*** Supplied material Section Begins ***
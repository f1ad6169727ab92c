pub use sea_orm_migration::prelude::*;

mod m20240601_000000_ledger;

pub struct Migrator;

#[async_trait::async_trait]
impl MigratorTrait for Migrator {
    fn migrations() -> Vec<Box<dyn MigrationTrait>> {
        vec![Box::new(m20240601_000000_ledger::Migration)]
    }
}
*** Supplied material Section Ends ***
» **What to work on**
Which of the lines above include the string "Migrator"? Pick them out and copy them.

» **Response to this task**
pub struct Migrator;
impl MigratorTrait for Migrator {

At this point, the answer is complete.